Third Party Quality Operations Senior Officer

Pharmathen is one of the leading complex drug delivery and formulation developers and is among the top 50 pharmaceutical research companies in Europe. Driven by innovation, the company specializes in one of the most modern and technologically innovative sectors, developing Long Acting Injectables (LAI), Sustained Release formulations and Preservative Free Ophthalmics.

Pharmathen’s portfolio consists of over 100 products , produced at its facility in Sapes, Rodopi, approved by the US Food and Drug Administration (FDA), and at its modernized production unit in Pallini, Attica.

Pharmathen is one of the largest private investors in research and development in Greece, with steady investments of €35 million annually in the R&D sector and employs over 1,350 people from over 24 different nationalities . The company's enduring success is attributed to the passion for creativity, the ethics, and dedication of its people, who share the company's vision of making a difference in people’s lives.

Due to continuous growth and expansion,  Pharmathen Pharmaceuticals  offers a great opportunity for career development and is seeking to recruit a Third Party Quality Operations Senior Officer for the Corporate Quality Management department in our Marousi premises .

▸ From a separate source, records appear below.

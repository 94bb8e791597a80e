//! Flash routines from the RP2040 boot ROM.
//!
//! Every entry point is resolved once through the ROM function table,
//! and called through pointers kept in RAM. The trait methods are
//! inlined into their (RAM resident) callers, so nothing on the erase
//! and program path executes from flash.
use crate::{
    error::{Convertible, Error as BrewlinkError},
    hal::rom::RomFlash,
};
use core::{mem, ptr};

const ROM_FUNCTION_TABLE: usize = 0x0000_0014;
const ROM_TABLE_LOOKUP: usize = 0x0000_0018;

/// Uncached, non-allocating alias of the flash window.
const XIP_NOCACHE_NOALLOC_BASE: u32 = 0x1300_0000;
pub const FLASH_SIZE: usize = mb!(2);

const SECTOR_ERASE_COMMAND: u8 = 0x20;

const fn rom_code(name: [u8; 2]) -> u32 { name[0] as u32 | (name[1] as u32) << 8 }

#[derive(Debug, Copy, Clone, PartialEq, Eq)]
pub enum Error {
    /// The ROM does not export the requested function.
    MissingFunction([u8; 2]),
    Misaligned,
    OutOfBounds,
}

impl Convertible for Error {
    fn into(self) -> BrewlinkError {
        match self {
            Error::MissingFunction(_) => BrewlinkError::DriverError("[ROM] Missing flash function"),
            Error::Misaligned => BrewlinkError::DriverError("[ROM] Misaligned flash operation"),
            Error::OutOfBounds => BrewlinkError::DriverError("[ROM] Flash operation out of bounds"),
        }
    }
}

type RomTableLookup = unsafe extern "C" fn(table: *const u16, code: u32) -> *const ();
type Procedure = unsafe extern "C" fn();
type RangeErase = unsafe extern "C" fn(offset: u32, count: usize, block_size: u32, block_command: u8);
type RangeProgram = unsafe extern "C" fn(offset: u32, data: *const u8, count: usize);

/// # Safety
///
/// Must run on an RP2040, where the boot ROM table is present.
unsafe fn lookup(name: [u8; 2]) -> Result<*const (), Error> {
    let table = ptr::read_volatile(ROM_FUNCTION_TABLE as *const u16) as usize as *const u16;
    let lookup_address = ptr::read_volatile(ROM_TABLE_LOOKUP as *const u16) as usize;
    let lookup: RomTableLookup = mem::transmute(lookup_address as *const ());
    let function = lookup(table, rom_code(name));
    if function.is_null() {
        Err(Error::MissingFunction(name))
    } else {
        Ok(function)
    }
}

pub struct Rp2040Rom {
    connect_internal_flash: Procedure,
    flash_exit_xip: Procedure,
    flash_range_erase: RangeErase,
    flash_range_program: RangeProgram,
    flash_flush_cache: Procedure,
    flash_enter_cmd_xip: Procedure,
    interrupts_were_enabled: bool,
}

impl Rp2040Rom {
    /// # Safety
    ///
    /// Must run on an RP2040. The caller is responsible for keeping the
    /// other core away from flash while erase or program is in progress.
    pub unsafe fn new() -> Result<Self, Error> {
        Ok(Self {
            connect_internal_flash: mem::transmute(lookup(*b"IF")?),
            flash_exit_xip: mem::transmute(lookup(*b"EX")?),
            flash_range_erase: mem::transmute(lookup(*b"RE")?),
            flash_range_program: mem::transmute(lookup(*b"RP")?),
            flash_flush_cache: mem::transmute(lookup(*b"FC")?),
            flash_enter_cmd_xip: mem::transmute(lookup(*b"CX")?),
            interrupts_were_enabled: false,
        })
    }

    /// Runs with XIP suspended, so it must never be outlined into flash.
    #[inline(always)]
    fn check(offset: u32, length: usize, alignment: usize) -> Result<(), Error> {
        if offset as usize % alignment != 0 || length % alignment != 0 {
            return Err(Error::Misaligned);
        }
        if offset as usize + length > FLASH_SIZE {
            return Err(Error::OutOfBounds);
        }
        Ok(())
    }
}

impl RomFlash for Rp2040Rom {
    type Error = Error;
    const SECTOR_SIZE: usize = 4096;
    const PAGE_SIZE: usize = 256;

    /// Interrupt handlers live in flash, so they are masked from here
    /// until `enter_xip`.
    #[inline(always)]
    fn connect(&mut self) {
        self.interrupts_were_enabled = cortex_m::register::primask::read().is_inactive();
        cortex_m::interrupt::disable();
        // NOTE(Safety) ROM routine with no preconditions beyond masked interrupts.
        unsafe { (self.connect_internal_flash)() }
    }

    #[inline(always)]
    fn exit_xip(&mut self) {
        // NOTE(Safety) Flash has been connected.
        unsafe { (self.flash_exit_xip)() }
    }

    #[inline(always)]
    fn erase(&mut self, offset: u32, length: usize) -> Result<(), Self::Error> {
        Self::check(offset, length, Self::SECTOR_SIZE)?;
        // NOTE(Safety) Bounds checked, XIP suspended by the caller.
        unsafe { (self.flash_range_erase)(offset, length, Self::SECTOR_SIZE as u32, SECTOR_ERASE_COMMAND) };
        Ok(())
    }

    #[inline(always)]
    fn program(&mut self, offset: u32, bytes: &[u8]) -> Result<(), Self::Error> {
        Self::check(offset, bytes.len(), Self::PAGE_SIZE)?;
        // NOTE(Safety) Bounds checked, `bytes` lives in RAM for the duration.
        unsafe { (self.flash_range_program)(offset, bytes.as_ptr(), bytes.len()) };
        Ok(())
    }

    #[inline(always)]
    fn flush_cache(&mut self) {
        // NOTE(Safety) ROM routine, valid in command mode.
        unsafe { (self.flash_flush_cache)() }
    }

    #[inline(always)]
    fn enter_xip(&mut self) {
        // NOTE(Safety) Slow but universally compatible XIP mode. The
        // second stage loader's faster setup is restored on reboot.
        unsafe { (self.flash_enter_cmd_xip)() };
        if self.interrupts_were_enabled {
            // NOTE(Safety) Restores the state found in `connect`.
            unsafe { cortex_m::interrupt::enable() };
        }
    }

    #[inline(always)]
    fn read(&mut self, offset: u32, bytes: &mut [u8]) {
        let base = (XIP_NOCACHE_NOALLOC_BASE + offset) as usize;
        for (index, byte) in bytes.iter_mut().enumerate() {
            // NOTE(Safety) Inside the memory mapped flash window.
            *byte = unsafe { ptr::read_volatile((base + index) as *const u8) };
        }
    }
}

#[cfg(test)]
mod test {
    use super::*;

    #[test]
    fn rom_codes_are_little_endian_pairs() {
        assert_eq!(0x4649, rom_code(*b"IF"));
        assert_eq!(0x4552, rom_code(*b"RE"));
    }

    #[test]
    fn operations_are_bounds_and_alignment_checked() {
        assert_eq!(Ok(()), Rp2040Rom::check(0x1000, 0x2000, 4096));
        assert_eq!(Err(Error::Misaligned), Rp2040Rom::check(0x1100, 4096, 4096));
        assert_eq!(Err(Error::Misaligned), Rp2040Rom::check(0, 100, 256));
        assert_eq!(Err(Error::OutOfBounds), Rp2040Rom::check(0x1F_F000, 0x2000, 4096));
    }
}
//! Memory size helpers.
#![macro_use]

#[macro_export]
macro_rules! kb {
    ($val:expr) => {
        $val * 1024
    };
}

#[macro_export]
macro_rules! mb {
    ($val:expr) => {
        $val * 1024 * 1024
    };
}

/// Rounds `value` up to the next multiple of `alignment`.
pub const fn align_up(value: usize, alignment: usize) -> usize {
    (value + alignment - 1) / alignment * alignment
}

#[cfg(test)]
mod test {
    use super::*;

    #[test]
    fn sizes_and_alignment() {
        assert_eq!(1_572_864, kb!(1536));
        assert_eq!(2_097_152, mb!(2));
        assert_eq!(4096, align_up(1, 4096));
        assert_eq!(8192, align_up(4097, 4096));
        assert_eq!(256, align_up(256, 256));
    }
}
use crate::hal::time::{self, Milliseconds};
use std::{cell::Cell, rc::Rc};

#[derive(Copy, Clone, Debug, PartialEq, Eq)]
pub struct MockInstant(pub u32);

/// Millisecond clock under test control.
///
/// Clones share the same time. With a non-zero step, every
/// reading advances the clock so that busy-waits terminate.
#[derive(Clone, Debug, Default)]
pub struct MockClock {
    now: Rc<Cell<u32>>,
    step: u32,
}

impl MockClock {
    pub fn new() -> Self { Self::default() }

    pub fn with_step(step: u32) -> Self { Self { now: Rc::new(Cell::new(0)), step } }

    pub fn advance(&self, period: Milliseconds) { self.now.set(self.now.get().wrapping_add(period.0)); }

    pub fn set_step(&mut self, step: u32) { self.step = step; }

    pub fn elapsed(&self) -> Milliseconds { Milliseconds(self.now.get()) }
}

impl time::Instant for MockInstant {}

impl time::Now for MockClock {
    type I = MockInstant;
    fn now(&self) -> MockInstant {
        let current = self.now.get();
        self.now.set(current.wrapping_add(self.step));
        MockInstant(current)
    }
}

impl core::ops::Sub for MockInstant {
    type Output = Milliseconds;
    fn sub(self, rhs: Self) -> Self::Output { Milliseconds(self.0.wrapping_sub(rhs.0)) }
}

impl core::ops::Add<Milliseconds> for MockInstant {
    type Output = Self;
    fn add(self, rhs: Milliseconds) -> Self { MockInstant(self.0.wrapping_add(rhs.0)) }
}
use crate::error::{Convertible, Error};

#[derive(Debug, Copy, Clone, PartialEq, Eq)]
pub struct FakeError;

impl Convertible for FakeError {
    fn into(self) -> Error { Error::DeviceError("A fake error occurred [TESTING ONLY]") }
}
use super::error::FakeError;
use crate::hal::serial;
use std::collections::VecDeque;

/// Scripted UART.
///
/// Bytes queued with [`FakeUart::queue`] are readable immediately.
/// Bytes queued with [`FakeUart::queue_burst`] only become readable
/// after the receive queue has been observed empty, simulating data
/// that arrives while the reader is busy elsewhere.
#[derive(Debug, Default)]
pub struct FakeUart {
    /// Mock values to be received
    pub to_receive: VecDeque<u8>,
    /// Mock values sent
    pub sent: Vec<u8>,
    bursts: VecDeque<Vec<u8>>,
    stall_after: Option<usize>,
    read_attempts: usize,
}

impl FakeUart {
    pub fn new() -> Self { Self::default() }

    pub fn queue(&mut self, bytes: &[u8]) { self.to_receive.extend(bytes.iter().copied()); }

    pub fn queue_burst(&mut self, bytes: &[u8]) { self.bursts.push_back(bytes.to_vec()); }

    /// Refuses writes once `count` bytes in total have been sent.
    pub fn stall_after(&mut self, count: usize) { self.stall_after = Some(count); }

    /// Refuses all further writes.
    pub fn stall(&mut self) { self.stall_after = Some(self.sent.len()); }

    pub fn unstall(&mut self) { self.stall_after = None; }

    pub fn take_sent(&mut self) -> Vec<u8> { std::mem::take(&mut self.sent) }

    pub fn pending_bursts(&self) -> usize { self.bursts.len() }

    pub fn read_attempts(&self) -> usize { self.read_attempts }
}

impl serial::Read for FakeUart {
    type Error = FakeError;

    fn read(&mut self) -> nb::Result<u8, Self::Error> {
        self.read_attempts += 1;
        match self.to_receive.pop_front() {
            Some(byte) => Ok(byte),
            None => {
                if let Some(burst) = self.bursts.pop_front() {
                    self.to_receive.extend(burst);
                }
                Err(nb::Error::WouldBlock)
            }
        }
    }
}

impl serial::Write for FakeUart {
    type Error = FakeError;

    fn write(&mut self, byte: u8) -> nb::Result<(), Self::Error> {
        match self.stall_after {
            Some(limit) if self.sent.len() >= limit => Err(nb::Error::WouldBlock),
            _ => {
                self.sent.push(byte);
                Ok(())
            }
        }
    }
}
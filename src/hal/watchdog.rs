/// Hardware watchdog
pub trait Watchdog {
    /// Reloads the countdown. Must not depend on code in flash.
    fn feed(&mut self);

    /// Forces an immediate watchdog reset.
    fn trigger(&mut self) -> !;
}
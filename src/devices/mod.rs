//! Complex modules with business logic related to the problem
//! domain, that lay on top of abstract drivers. Devices are
//! generic, while board specifics (register maps, ROM tables) are
//! handled in the `drivers` module.

pub mod bootloader;
pub mod comm_loop;
pub mod handoff;
pub mod link;
pub mod supervision;

/// General purpose traits that summarize requirements on devices.
pub mod traits {
    use crate::{
        error,
        hal::{rom, serial},
    };
    use marker_blanket::marker_blanket;

    /// A supported flash must expose the ROM erase and program routines,
    /// and report errors to the link or bootloader.
    #[marker_blanket]
    pub trait Flash: rom::RomFlash<Error: error::Convertible> {}

    /// A supported serial must be able to read and write without blocking,
    /// and report errors to the link or bootloader.
    #[marker_blanket]
    pub trait Serial:
        serial::Read<Error: error::Convertible> + serial::Write<Error: error::Convertible>
    {
    }
}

As a Third Party Quality Operations Senior Officer , the ideal candidate will assure compliance to the GMP standards and ISO requirements by maintaining an accurate and up to date QA database.

More particularly:

Requirements

What you will do:

• Ensure GMP compliance of products produced and tested at a contract facility
• Perform Quality review of analytical and manufacturing documentation including method validation protocols/reports, in-process data/batch release data, certificate of analysis, stability protocols/reports, manufacturing instructions, process validation protocols/ reports
• Oversight of the external activities associated with manufacturing, disposition, and distribution of drug products
• Participate in root cause analysis and develop project plans and/or corrective action that may impact multiple functions (including CMOs)
• Monitor contractor compliance via GxP documentation review and through the established communication channels
• Maintain Pharmathen’s Management Quality System as applicable by opening, reviewing, and / or approving relevant records (e.g. deviations, CAPAs, Change Controls), ensuring compliance with applicable corporate and regulatory standards
• Interface with other local and corporate departments regarding registration submissions requirements and reply to deficiency letters related to products manufactured in contract manufacturers
• Assure ongoing compliance with quality and industry regulatory requirements

The ideal candidate should have:

• BSc Degree in Chemistry, Pharmacy or equivalent field – MSc is desired
• At least 2 years’ experience in Quality Management

Job-Specific Skills:

• Excellent communication in English language (writing & speaking)
• Computer literacy
• Ability to prioritize tasks and meet deadlines
• Exceptional communication skills, strong project management skills

Benefits

What you'll gain:

• Involvement in a high-caliber, team-oriented and dynamic atmosphere
• Exposure to challenging business issues and practices
• Great opportunity to leverage and develop your business knowledge and skills

Join our team and experience the unique Pharmathen’s culture that gives you the opportunity to innovate, to make decisions, to achieve your own potential and to chart your own career.

Pharmathen is an equal opportunity employer. We welcome applications regardless of gender, race, age, religion, sexual orientation, and national origin.